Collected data
================
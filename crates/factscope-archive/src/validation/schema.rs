//! Validation file schema types.
//!
//! A validation file is a schema.org `MediaObject` describing one fact
//! statement. `additionalType` is a pair of events: the data collection
//! event shared by every feed, and a calculation event whose shape depends on
//! whether the feed is CEX (median) or DEX (volume average).
//!
//! Deserialization enforces structure and types; [`ValidationFile::validate`]
//! then enforces the literal and prefix constraints.

use serde::de::{self, Deserializer};
use serde::Deserialize;

/// A constraint the validation file failed, located by a JSON-path-like
/// pointer (`additionalType[1].about.@type`).
#[derive(Debug, Clone, PartialEq, Eq)]
pub struct SchemaViolation {
    pub path: String,
    pub message: String,
}

impl SchemaViolation {
    fn new(path: impl Into<String>, message: impl Into<String>) -> Self {
        Self {
            path: path.into(),
            message: message.into(),
        }
    }
}

fn expect_literal(path: &str, actual: &str, expected: &str) -> Result<(), SchemaViolation> {
    if actual == expected {
        Ok(())
    } else {
        Err(SchemaViolation::new(
            path,
            format!("expected {:?}, found {:?}", expected, actual),
        ))
    }
}

fn expect_prefix(path: &str, actual: &str, prefix: &str) -> Result<(), SchemaViolation> {
    if actual.starts_with(prefix) {
        Ok(())
    } else {
        Err(SchemaViolation::new(
            path,
            format!("expected a value starting with {:?}, found {:?}", prefix, actual),
        ))
    }
}

/// The second `additionalType` event: how the fact value was calculated.
pub trait CalculationEvent {
    /// Check literal/prefix constraints. `path` locates the event itself.
    fn validate(&self, path: &str) -> Result<(), SchemaViolation>;

    /// Human-readable calculation method.
    fn description(&self) -> &str;
}

/// Top-level validation file, generic over the calculation event.
#[derive(Debug, Clone, Deserialize)]
#[serde(rename_all = "camelCase")]
pub struct ValidationFile<C> {
    /// Always `https://schema.org`.
    #[serde(rename = "@context")]
    pub context: String,

    /// Always `MediaObject`.
    #[serde(rename = "type")]
    pub kind: String,

    pub identifier: String,

    /// Collector node that produced the data.
    pub is_based_on: BasedOn,

    pub contributor: Contributor,

    /// Collection event followed by the calculation event.
    pub additional_type: (CollectionEvent, C),
}

impl<C: CalculationEvent> ValidationFile<C> {
    pub fn validate(&self) -> Result<(), SchemaViolation> {
        expect_literal("@context", &self.context, "https://schema.org")?;
        expect_literal("type", &self.kind, "MediaObject")?;
        self.is_based_on.validate("isBasedOn")?;
        self.contributor.validate("contributor")?;
        self.additional_type.0.validate("additionalType[0]")?;
        self.additional_type.1.validate("additionalType[1]")?;
        Ok(())
    }

    pub fn collection(&self) -> &CollectionEvent {
        &self.additional_type.0
    }

    pub fn calculation(&self) -> &C {
        &self.additional_type.1
    }
}

#[derive(Debug, Clone, Deserialize)]
pub struct BasedOn {
    #[serde(rename = "@type")]
    pub kind: String,
    pub name: String,
    /// Collector node identifier.
    pub identifier: String,
}

impl BasedOn {
    fn validate(&self, path: &str) -> Result<(), SchemaViolation> {
        expect_literal(&format!("{path}.@type"), &self.kind, "MediaObject")
    }
}

#[derive(Debug, Clone, Deserialize)]
#[serde(rename_all = "camelCase")]
pub struct Contributor {
    #[serde(rename = "@type")]
    pub kind: String,
    pub name: String,
    pub location_created: LocationCreated,
}

impl Contributor {
    fn validate(&self, path: &str) -> Result<(), SchemaViolation> {
        expect_literal(&format!("{path}.@type"), &self.kind, "Organization")?;
        expect_literal(
            &format!("{path}.locationCreated.address.@type"),
            &self.location_created.address.kind,
            "PostalAddress",
        )
    }
}

#[derive(Debug, Clone, Deserialize)]
pub struct LocationCreated {
    pub address: PostalAddress,
}

#[derive(Debug, Clone, Deserialize)]
#[serde(rename_all = "camelCase")]
pub struct PostalAddress {
    #[serde(rename = "@type")]
    pub kind: String,
    pub address_locality: String,
    pub address_region: String,
    pub geo: String,
}

/// Data collection event (`additionalType[0]`).
#[derive(Debug, Clone, Deserialize)]
#[serde(rename_all = "camelCase")]
pub struct CollectionEvent {
    #[serde(rename = "@type")]
    pub kind: String,
    pub description: String,
    pub start_date: String,
    pub recorded_in: RecordedIn,
}

impl CollectionEvent {
    fn validate(&self, path: &str) -> Result<(), SchemaViolation> {
        expect_literal(&format!("{path}.@type"), &self.kind, "Event")?;

        let recorded = &self.recorded_in;
        let rpath = format!("{path}.recordedIn");
        expect_literal(&format!("{rpath}.@type"), &recorded.kind, "CreativeWork")?;
        expect_literal(
            &format!("{rpath}.description.@type"),
            &recorded.description.kind,
            "TextObject",
        )?;

        let (timestamp, data_points, node) = &recorded.has_part;
        for (i, kind) in [&timestamp.kind, &data_points.kind, &node.kind].into_iter().enumerate() {
            expect_literal(&format!("{rpath}.hasPart[{i}].@type"), kind, "CreativeWork")?;
        }
        expect_literal(
            &format!("{rpath}.hasPart[0].description"),
            &timestamp.description,
            "collecting timestamp",
        )?;
        expect_prefix(
            &format!("{rpath}.hasPart[1].description"),
            &data_points.description,
            "data points for",
        )?;
        expect_literal(
            &format!("{rpath}.hasPart[2].description"),
            &node.description,
            "node identifier (uuid)",
        )?;
        Ok(())
    }

    /// When the collector started gathering data.
    pub fn collection_timestamp(&self) -> &str {
        &self.recorded_in.has_part.0.text
    }

    /// Signature over the collected data.
    pub fn content_signature(&self) -> &str {
        &self.recorded_in.description.sha256
    }
}

#[derive(Debug, Clone, Deserialize)]
#[serde(rename_all = "camelCase")]
pub struct RecordedIn {
    #[serde(rename = "@type")]
    pub kind: String,
    pub description: TextObject,
    /// Timestamp, data points and node identifier, in that order.
    pub has_part: (CreativeWorkPart<String>, CreativeWorkPart<Vec<String>>, CreativeWorkPart<String>),
}

#[derive(Debug, Clone, Deserialize)]
pub struct TextObject {
    #[serde(rename = "@type")]
    pub kind: String,
    pub comment: String,
    pub sha256: String,
}

#[derive(Debug, Clone, Deserialize)]
pub struct CreativeWorkPart<T> {
    #[serde(rename = "@type")]
    pub kind: String,
    pub description: String,
    pub text: T,
}

const MEDIAN_DESCRIPTION: &str = "selection of median value from collected node data";
const MEDIAN_METHOD: &str =
    "median calculation of a minimum of three data sources from the selected collector node";
const VOLUME_AVERAGE_DESCRIPTION_PREFIX: &str =
    "average price is determined by dividing total volume of";
const VOLUME_AVERAGE_METHOD_PREFIX: &str = "volume/liquidity average sum(valueReference[1])";

/// CEX calculation event: median across exchange API sources.
#[derive(Debug, Clone, Deserialize)]
#[serde(rename_all = "camelCase")]
pub struct MedianEvent {
    #[serde(rename = "@type")]
    pub kind: String,
    pub description: String,
    pub start_date: String,
    pub about: StatisticalVariable,
}

#[derive(Debug, Clone, Deserialize)]
#[serde(rename_all = "camelCase")]
pub struct StatisticalVariable {
    #[serde(rename = "@type")]
    pub kind: String,
    pub measurement_method: String,
    pub measurement_technique: Vec<PropertyValue>,
    pub variable_measured: MedianObservation,
}

#[derive(Debug, Clone, Deserialize)]
pub struct PropertyValue {
    #[serde(rename = "@type")]
    pub kind: String,
    pub name: String,
    pub value: String,
}

#[derive(Debug, Clone, Deserialize)]
#[serde(rename_all = "camelCase")]
pub struct MedianObservation {
    #[serde(rename = "@type")]
    pub kind: String,
    pub measurement_method: String,
    #[serde(deserialize_with = "coerce_number")]
    pub value: f64,
    /// One value per source, aligned with the collector messages.
    #[serde(deserialize_with = "coerce_numbers")]
    pub value_reference: Vec<f64>,
}

impl CalculationEvent for MedianEvent {
    fn validate(&self, path: &str) -> Result<(), SchemaViolation> {
        expect_literal(&format!("{path}.@type"), &self.kind, "Event")?;
        expect_literal(&format!("{path}.description"), &self.description, MEDIAN_DESCRIPTION)?;

        let about = &self.about;
        expect_literal(&format!("{path}.about.@type"), &about.kind, "StatisticalVariable")?;
        expect_literal(
            &format!("{path}.about.measurementMethod"),
            &about.measurement_method,
            MEDIAN_METHOD,
        )?;
        for (i, technique) in about.measurement_technique.iter().enumerate() {
            expect_literal(
                &format!("{path}.about.measurementTechnique[{i}].@type"),
                &technique.kind,
                "PropertyValue",
            )?;
        }
        expect_literal(
            &format!("{path}.about.variableMeasured.@type"),
            &about.variable_measured.kind,
            "Observation",
        )?;
        expect_literal(
            &format!("{path}.about.variableMeasured.measurementMethod"),
            &about.variable_measured.measurement_method,
            "median value",
        )
    }

    fn description(&self) -> &str {
        &self.description
    }
}

/// DEX calculation event: volume-weighted average across liquidity pools.
#[derive(Debug, Clone, Deserialize)]
#[serde(rename_all = "camelCase")]
pub struct VolumeAverageEvent {
    #[serde(rename = "@type")]
    pub kind: String,
    pub description: String,
    pub start_date: String,
    pub about: VolumeObservation,
}

#[derive(Debug, Clone, Deserialize)]
#[serde(rename_all = "camelCase")]
pub struct VolumeObservation {
    #[serde(rename = "@type")]
    pub kind: String,
    pub measurement_method: (String,),
    #[serde(deserialize_with = "coerce_number")]
    pub value: f64,
    /// `[base volumes, quote volumes]`, each shipped as a JSON-encoded string.
    #[serde(deserialize_with = "embedded_number_arrays")]
    pub value_reference: Vec<Vec<f64>>,
}

impl CalculationEvent for VolumeAverageEvent {
    fn validate(&self, path: &str) -> Result<(), SchemaViolation> {
        expect_literal(&format!("{path}.@type"), &self.kind, "Event")?;
        expect_prefix(
            &format!("{path}.description"),
            &self.description,
            VOLUME_AVERAGE_DESCRIPTION_PREFIX,
        )?;
        expect_literal(&format!("{path}.about.@type"), &self.about.kind, "Observation")?;
        expect_prefix(
            &format!("{path}.about.measurementMethod[0]"),
            &self.about.measurement_method.0,
            VOLUME_AVERAGE_METHOD_PREFIX,
        )
    }

    fn description(&self) -> &str {
        &self.description
    }
}

impl VolumeObservation {
    pub fn base_values(&self) -> &[f64] {
        self.value_reference.first().map(Vec::as_slice).unwrap_or_default()
    }

    pub fn quote_values(&self) -> &[f64] {
        self.value_reference.get(1).map(Vec::as_slice).unwrap_or_default()
    }
}

pub type CexValidationFile = ValidationFile<MedianEvent>;
pub type DexValidationFile = ValidationFile<VolumeAverageEvent>;

/// A number, or a string holding one.
#[derive(Deserialize)]
#[serde(untagged)]
enum NumberLike {
    Number(f64),
    Text(String),
}

impl NumberLike {
    fn into_f64<E: de::Error>(self) -> Result<f64, E> {
        match self {
            NumberLike::Number(n) => Ok(n),
            NumberLike::Text(s) => {
                let trimmed = s.trim();
                if trimmed.is_empty() {
                    return Ok(0.0);
                }
                trimmed
                    .parse::<f64>()
                    .ok()
                    .filter(|n| n.is_finite())
                    .ok_or_else(|| E::custom(format!("expected a number, found {:?}", s)))
            }
        }
    }
}

fn coerce_number<'de, D>(deserializer: D) -> Result<f64, D::Error>
where
    D: Deserializer<'de>,
{
    NumberLike::deserialize(deserializer)?.into_f64()
}

fn coerce_numbers<'de, D>(deserializer: D) -> Result<Vec<f64>, D::Error>
where
    D: Deserializer<'de>,
{
    Vec::<NumberLike>::deserialize(deserializer)?
        .into_iter()
        .map(NumberLike::into_f64)
        .collect()
}

fn embedded_number_arrays<'de, D>(deserializer: D) -> Result<Vec<Vec<f64>>, D::Error>
where
    D: Deserializer<'de>,
{
    Vec::<String>::deserialize(deserializer)?
        .iter()
        .map(|s| {
            serde_json::from_str::<Vec<f64>>(s)
                .map_err(|e| de::Error::custom(format!("valueReference entry {:?}: {}", s, e)))
        })
        .collect()
}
================
_Task statement_
Could you transcribe the entries exactly, from the first line through the line containing "the data collection", and give nothing more?

_Worked solution_
filename crates/factscope-archive/src/validation/schema.rs
//! Validation file schema types.
//!
//! A validation file is a schema.org `MediaObject` describing one fact
//! statement. `additionalType` is a pair of events: the data collection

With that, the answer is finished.